Il ignora le soulagement dans leurs yeux lorsqu'ils se tournèrent vers lui – et aussi le fait qu'il s'était mis au centre de l'attention – pour répondre au serveur. Il demanda également une bièrreaubeurre et pendant que ses frères hésitaient sur leur commande il se tourna vers Lyra, qui avait posé une nouvelle question.

– Et toi alors ? T'es devenu quoi ? Pas de photo d'épouse à me montrer ? Ou d'époux ?

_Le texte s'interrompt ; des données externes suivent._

//! Common types used across the platform

use serde::{Deserialize, Serialize};

/// User roles (converged two-role model)
#[derive(Debug, Clone, Copy, Serialize, Deserialize, PartialEq, Eq, Default)]
#[serde(rename_all = "lowercase")]
pub enum Role {
    Admin,
    #[default]
    User,
}

impl Role {
    pub fn as_str(&self) -> &'static str {
        match self {
            Role::Admin => "admin",
            Role::User => "user",
        }
    }

    pub fn is_admin(&self) -> bool {
        matches!(self, Role::Admin)
    }
}

impl std::str::FromStr for Role {
    type Err = String;

    fn from_str(s: &str) -> Result<Self, Self::Err> {
        match s {
            "admin" => Ok(Role::Admin),
            "user" => Ok(Role::User),
            other => Err(format!("unknown role: {other}")),
        }
    }
}

/// Direction of a stock movement
#[derive(Debug, Clone, Copy, Serialize, Deserialize, PartialEq, Eq)]
#[serde(rename_all = "lowercase")]
pub enum MovementType {
    /// Increases product stock
    Entry,
    /// Decreases product stock
    Exit,
}

impl MovementType {
    pub fn as_str(&self) -> &'static str {
        match self {
            MovementType::Entry => "entry",
            MovementType::Exit => "exit",
        }
    }
}
//! HTTP handlers for user management (admin-only)

use axum::{
    extract::{Path, State},
    Json,
};
use uuid::Uuid;

use shared::models::{CreateUserInput, UpdateUserInput, User};

use crate::error::AppResult;
use crate::middleware::CurrentUser;
use crate::services::user::UserService;
use crate::AppState;

/// Create a user in the caller's organization
pub async fn create_user(
    State(state): State<AppState>,
    current_user: CurrentUser,
    Json(input): Json<CreateUserInput>,
) -> AppResult<Json<User>> {
    current_user.0.require_admin()?;
    let service = UserService::new(state.db.clone());
    let user = service
        .create_user(current_user.0.organization_id, input)
        .await?;
    Ok(Json(user))
}

/// List the caller's organization users
pub async fn list_users(
    State(state): State<AppState>,
    current_user: CurrentUser,
) -> AppResult<Json<Vec<User>>> {
    current_user.0.require_admin()?;
    let service = UserService::new(state.db.clone());
    let users = service.list_users(current_user.0.organization_id).await?;
    Ok(Json(users))
}

/// Get a user
pub async fn get_user(
    State(state): State<AppState>,
    current_user: CurrentUser,
    Path(user_id): Path<Uuid>,
) -> AppResult<Json<User>> {
    current_user.0.require_admin()?;
    let service = UserService::new(state.db.clone());
    let user = service
        .get_user(current_user.0.organization_id, user_id)
        .await?;
    Ok(Json(user))
}

/// Update a user
pub async fn update_user(
    State(state): State<AppState>,
    current_user: CurrentUser,
    Path(user_id): Path<Uuid>,
    Json(input): Json<UpdateUserInput>,
) -> AppResult<Json<User>> {
    current_user.0.require_admin()?;
    let service = UserService::new(state.db.clone());
    let user = service
        .update_user(current_user.0.organization_id, user_id, input)
        .await?;
    Ok(Json(user))
}

/// Delete a user
pub async fn delete_user(
    State(state): State<AppState>,
    current_user: CurrentUser,
    Path(user_id): Path<Uuid>,
) -> AppResult<Json<()>> {
    current_user.0.require_admin()?;
    let service = UserService::new(state.db.clone());
    service
        .delete_user(current_user.0.organization_id, user_id)
        .await?;
    Ok(Json(()))
}
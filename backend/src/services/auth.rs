//! Authentication service
//!
//! Organization signup, credential login, and JWT issuance. Access and
//! refresh tokens carry the same claim set and differ only in lifetime.

use chrono::{DateTime, Utc};
use serde::{Deserialize, Serialize};
use sqlx::PgPool;
use uuid::Uuid;
use validator::Validate;

use shared::models::{User, UserPublic};
use shared::types::Role;
use shared::validation::validate_slug;

use crate::config::JwtConfig;
use crate::error::{AppError, AppResult};

/// Authentication service
#[derive(Clone)]
pub struct AuthService {
    db: PgPool,
    jwt: JwtConfig,
}

/// Signup input: a new organization plus its first admin user
#[derive(Debug, Clone, Deserialize, Validate)]
pub struct RegisterInput {
    #[validate(length(min = 1, max = 200))]
    pub organization_name: String,
    #[validate(length(min = 1, max = 100))]
    pub organization_slug: String,
    #[validate(email)]
    pub email: String,
    #[validate(length(min = 8, max = 128))]
    pub password: String,
    pub full_name: Option<String>,
}

/// Login input
#[derive(Debug, Clone, Deserialize, Validate)]
pub struct LoginInput {
    #[validate(email)]
    pub email: String,
    #[validate(length(min = 1))]
    pub password: String,
}

/// Refresh input
#[derive(Debug, Clone, Deserialize)]
pub struct RefreshInput {
    pub refresh_token: String,
}

/// Token pair handed to clients after signup, login, or refresh
#[derive(Debug, Clone, Serialize)]
pub struct AuthResponse {
    pub access_token: String,
    pub refresh_token: String,
    pub token_type: String,
    pub expires_in: i64,
    pub user: UserPublic,
}

/// JWT claims; must stay in sync with the auth middleware
#[derive(Debug, Serialize, Deserialize)]
struct Claims {
    sub: String,
    organization_id: String,
    role: String,
    exp: i64,
    iat: i64,
}

/// Row for user queries, including the stored credential hash
#[derive(Debug, sqlx::FromRow)]
struct UserRow {
    id: Uuid,
    organization_id: Uuid,
    email: String,
    full_name: Option<String>,
    role: String,
    password_hash: String,
    active: bool,
    created_at: DateTime<Utc>,
}

impl UserRow {
    fn into_model(self) -> AppResult<User> {
        let role = self
            .role
            .parse::<Role>()
            .map_err(|_| AppError::Internal(format!("Unknown role in database: {}", self.role)))?;
        Ok(User {
            id: self.id,
            organization_id: self.organization_id,
            email: self.email,
            full_name: self.full_name,
            role,
            active: self.active,
            created_at: self.created_at,
        })
    }
}

const USER_COLUMNS: &str =
    "id, organization_id, email, full_name, role, password_hash, active, created_at";

impl AuthService {
    pub fn new(db: PgPool, jwt: JwtConfig) -> Self {
        Self { db, jwt }
    }

    /// Register a new organization together with its first admin user
    pub async fn register(&self, input: RegisterInput) -> AppResult<AuthResponse> {
        input
            .validate()
            .map_err(|e| AppError::ValidationError(e.to_string()))?;
        validate_slug(&input.organization_slug).map_err(|msg| AppError::Validation {
            field: "organization_slug".to_string(),
            message: msg.to_string(),
        })?;

        let mut tx = self.db.begin().await?;

        let slug_taken = sqlx::query_scalar::<_, bool>(
            "SELECT EXISTS(SELECT 1 FROM organizations WHERE slug = $1)",
        )
        .bind(&input.organization_slug)
        .fetch_one(&mut *tx)
        .await?;

        if slug_taken {
            return Err(AppError::DuplicateEntry("organization_slug".to_string()));
        }

        let email_taken =
            sqlx::query_scalar::<_, bool>("SELECT EXISTS(SELECT 1 FROM users WHERE email = $1)")
                .bind(&input.email)
                .fetch_one(&mut *tx)
                .await?;

        if email_taken {
            return Err(AppError::DuplicateEntry("email".to_string()));
        }

        let password_hash = bcrypt::hash(&input.password, bcrypt::DEFAULT_COST)
            .map_err(|e| AppError::Internal(format!("Password hashing failed: {}", e)))?;

        let organization_id = sqlx::query_scalar::<_, Uuid>(
            "INSERT INTO organizations (name, slug) VALUES ($1, $2) RETURNING id",
        )
        .bind(&input.organization_name)
        .bind(&input.organization_slug)
        .fetch_one(&mut *tx)
        .await?;

        let row = sqlx::query_as::<_, UserRow>(&format!(
            r#"
            INSERT INTO users (organization_id, email, full_name, role, password_hash)
            VALUES ($1, $2, $3, $4, $5)
            RETURNING {USER_COLUMNS}
            "#
        ))
        .bind(organization_id)
        .bind(&input.email)
        .bind(&input.full_name)
        .bind(Role::Admin.as_str())
        .bind(&password_hash)
        .fetch_one(&mut *tx)
        .await?;

        tx.commit().await?;

        let user = row.into_model()?;
        tracing::info!(organization_id = %organization_id, email = %user.email, "organization registered");

        self.issue_tokens(user)
    }

    /// Authenticate with email and password
    pub async fn login(&self, input: LoginInput) -> AppResult<AuthResponse> {
        input
            .validate()
            .map_err(|e| AppError::ValidationError(e.to_string()))?;

        let row = sqlx::query_as::<_, UserRow>(&format!(
            "SELECT {USER_COLUMNS} FROM users WHERE email = $1 AND active = TRUE"
        ))
        .bind(&input.email)
        .fetch_optional(&self.db)
        .await?
        .ok_or(AppError::InvalidCredentials)?;

        let valid = bcrypt::verify(&input.password, &row.password_hash)
            .map_err(|e| AppError::Internal(format!("Password verification failed: {}", e)))?;

        if !valid {
            return Err(AppError::InvalidCredentials);
        }

        let org_active = sqlx::query_scalar::<_, bool>(
            "SELECT active FROM organizations WHERE id = $1",
        )
        .bind(row.organization_id)
        .fetch_optional(&self.db)
        .await?
        .unwrap_or(false);

        if !org_active {
            return Err(AppError::InvalidCredentials);
        }

        let user = row.into_model()?;
        self.issue_tokens(user)
    }

    /// Exchange a refresh token for a new token pair
    pub async fn refresh(&self, input: RefreshInput) -> AppResult<AuthResponse> {
        let claims = self.decode(&input.refresh_token)?;
        let user_id = Uuid::parse_str(&claims.sub).map_err(|_| AppError::InvalidToken)?;

        let row = sqlx::query_as::<_, UserRow>(&format!(
            "SELECT {USER_COLUMNS} FROM users WHERE id = $1 AND active = TRUE"
        ))
        .bind(user_id)
        .fetch_optional(&self.db)
        .await?
        .ok_or(AppError::InvalidToken)?;

        let user = row.into_model()?;
        self.issue_tokens(user)
    }

    /// Current user profile
    pub async fn get_profile(&self, user_id: Uuid) -> AppResult<UserPublic> {
        let row = sqlx::query_as::<_, UserRow>(&format!(
            "SELECT {USER_COLUMNS} FROM users WHERE id = $1 AND active = TRUE"
        ))
        .bind(user_id)
        .fetch_optional(&self.db)
        .await?
        .ok_or_else(|| AppError::NotFound("User".to_string()))?;

        Ok(row.into_model()?.into())
    }

    fn issue_tokens(&self, user: User) -> AppResult<AuthResponse> {
        let access_token = self.encode(&user, self.jwt.access_token_expiry)?;
        let refresh_token = self.encode(&user, self.jwt.refresh_token_expiry)?;

        Ok(AuthResponse {
            access_token,
            refresh_token,
            token_type: "Bearer".to_string(),
            expires_in: self.jwt.access_token_expiry,
            user: user.into(),
        })
    }

    fn encode(&self, user: &User, expiry_seconds: i64) -> AppResult<String> {
        use jsonwebtoken::{encode, EncodingKey, Header};

        let now = Utc::now().timestamp();
        let claims = Claims {
            sub: user.id.to_string(),
            organization_id: user.organization_id.to_string(),
            role: user.role.as_str().to_string(),
            exp: now + expiry_seconds,
            iat: now,
        };

        encode(
            &Header::default(),
            &claims,
            &EncodingKey::from_secret(self.jwt.secret.as_bytes()),
        )
        .map_err(|e| AppError::Internal(format!("Token encoding failed: {}", e)))
    }

    fn decode(&self, token: &str) -> AppResult<Claims> {
        use jsonwebtoken::{decode, errors::ErrorKind, DecodingKey, Validation};

        decode::<Claims>(
            token,
            &DecodingKey::from_secret(self.jwt.secret.as_bytes()),
            &Validation::default(),
        )
        .map(|data| data.claims)
        .map_err(|e| match e.kind() {
            ErrorKind::ExpiredSignature => AppError::TokenExpired,
            _ => AppError::InvalidToken,
        })
    }
}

La plaisanterie était flagrante pour qui connaissait Absynthe, il fallait être aveugle pour contester ses goûts en matière de gent féminine, mais il apprécia l'effort. Galwen et Duncan aussi, à voir leurs regards de connivence. Et sans vraiment savoir ce qui lui prenait – était-ce le besoin de tracer définitivement un trait sur la maladresse des Bridgestone, la bonne humeur de Lyra qui devenait maladive ou juste l'envie de la taquiner, lui aussi, devant ses frères ? – il posa son menton dans une main et sourit :

– Peut-être, répondit-il lentement. Peut-être même que tu le connais déjà, et très bien...
– Huuum on va vous laisser, fit Duncan en se levant, sans pouvoir retenir un petit rire.
– Oui, allons chercher nos commandes, renchérit Galwen en le poussant vers le bar.

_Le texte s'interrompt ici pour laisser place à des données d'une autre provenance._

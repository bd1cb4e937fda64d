//! ABC classification tests
//!
//! Property-based and unit tests for Pareto classification:
//! - Cumulative percentages are non-decreasing and end at 100
//! - Class boundaries follow the 80/95 thresholds
//! - Zero total consumption value classifies everything as C

use proptest::prelude::*;

const CLASS_A_THRESHOLD: f64 = 80.0;
const CLASS_B_THRESHOLD: f64 = 95.0;

#[derive(Debug, Clone)]
struct ClassifiedItem {
    value: f64,
    percentage: f64,
    cumulative_percentage: f64,
    class: char,
}

/// Classify consumption values the way the report engine does: sort
/// descending, accumulate percentages, cut at the thresholds.
fn classify(mut values: Vec<f64>) -> Vec<ClassifiedItem> {
    values.sort_by(|a, b| b.partial_cmp(a).unwrap_or(std::cmp::Ordering::Equal));
    let total: f64 = values.iter().sum();

    let mut cumulative = 0.0;
    values
        .into_iter()
        .map(|value| {
            let percentage = if total > 0.0 { value / total * 100.0 } else { 0.0 };
            cumulative += percentage;
            let class = if total <= 0.0 {
                'C'
            } else if cumulative <= CLASS_A_THRESHOLD {
                'A'
            } else if cumulative <= CLASS_B_THRESHOLD {
                'B'
            } else {
                'C'
            };
            ClassifiedItem {
                value,
                percentage,
                cumulative_percentage: cumulative,
                class,
            }
        })
        .collect()
}

fn value_strategy() -> impl Strategy<Value = Vec<f64>> {
    prop::collection::vec(0.0f64..10_000.0, 1..50)
}

proptest! {
    /// Cumulative percentage never decreases along the sorted list
    #[test]
    fn prop_cumulative_is_monotonic(values in value_strategy()) {
        let items = classify(values);
        for pair in items.windows(2) {
            prop_assert!(pair[1].cumulative_percentage >= pair[0].cumulative_percentage - 1e-9);
        }
    }

    /// Individual percentages sum to roughly 100 when anything was consumed
    #[test]
    fn prop_percentages_sum_to_hundred(values in value_strategy()) {
        let total: f64 = values.iter().sum();
        prop_assume!(total > 1.0);
        let items = classify(values);
        let sum: f64 = items.iter().map(|i| i.percentage).sum();
        prop_assert!((sum - 100.0).abs() < 1e-6);
    }

    /// Classes appear in A, B, C order along the sorted list
    #[test]
    fn prop_classes_are_ordered(values in value_strategy()) {
        let items = classify(values);
        let ranks: Vec<u8> = items
            .iter()
            .map(|i| match i.class {
                'A' => 0,
                'B' => 1,
                _ => 2,
            })
            .collect();
        for pair in ranks.windows(2) {
            prop_assert!(pair[1] >= pair[0]);
        }
    }

    /// Values stay sorted descending after classification
    #[test]
    fn prop_values_sorted_descending(values in value_strategy()) {
        let items = classify(values);
        for pair in items.windows(2) {
            prop_assert!(pair[0].value >= pair[1].value);
        }
    }
}

#[test]
fn test_pareto_distribution() {
    // One dominant product, one mid, one slow: cumulative 70/95/100
    let items = classify(vec![700.0, 250.0, 50.0]);

    assert_eq!(items[0].class, 'A');
    assert_eq!(items[1].class, 'B');
    assert_eq!(items[2].class, 'C');
    assert!((items[0].cumulative_percentage - 70.0).abs() < 1e-9);
}

#[test]
fn test_dominant_product_pushes_rest_to_c() {
    // The runner-up lands past the 95% ceiling and drops straight to C
    let items = classify(vec![1000.0, 250.0, 10.0]);

    assert_eq!(items[0].class, 'A');
    assert_eq!(items[1].class, 'C');
    assert_eq!(items[2].class, 'C');
}

#[test]
fn test_zero_consumption_all_class_c() {
    let items = classify(vec![0.0, 0.0, 0.0]);

    for item in &items {
        assert_eq!(item.class, 'C');
        assert_eq!(item.percentage, 0.0);
    }
}

#[test]
fn test_single_product_carries_full_cumulative() {
    // A lone product accounts for 100% of value, which is past both
    // thresholds
    let items = classify(vec![500.0]);
    assert_eq!(items[0].cumulative_percentage, 100.0);
    assert_eq!(items[0].class, 'C');
}

#[test]
fn test_boundary_exactly_at_threshold() {
    // 80/15/5 split: first lands exactly on the A ceiling
    let items = classify(vec![80.0, 15.0, 5.0]);
    assert_eq!(items[0].class, 'A');
    assert_eq!(items[1].class, 'B');
    assert_eq!(items[2].class, 'C');
}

Il avait fait cette plaisanterie quelques fois, à l'époque. Criant à qui voulait l'entendre qu'il l'épouserait (s'il refusait d'aller parler à cette fille qui lui plaisait) et qu'ainsi tout le monde saurait qu'il était l'homme de sa vie (il devrait le supporter jusqu'à la mort). Le jeune Absynthe en aurait ricané, son aîné se contenta de retenir ce rire qui le démangeait depuis le début de la soirée. Bien entendu, Lyra reconnaîtrait ce sourire en coin qui annonçait une plaisanterie. Elle ne pouvait pas sérieusement croire qu'Absynthe l'avait épousé lui. Mais comme il s'attendait à ce qu'elle lui demande de ses nouvelles à un moment ou à un autre, et comme il était plus facile d'en rire que d'en pleurer, une partie de lui espéra lui arracher une expression surprise et embarrassée. (Lui, épouser le garçon pour qui elle avait eu le béguin ? Traître.) S'il avait toujours été le premier à la défendre quand on se moquait de ses dons de métamorphomage à Poudlard, il était aussi le premier à se moquer en privé de ses cheveux qui devenaient bleus en sa présence. Un de ses privilèges de l'époque. Qui lui avait manqué, apparemment.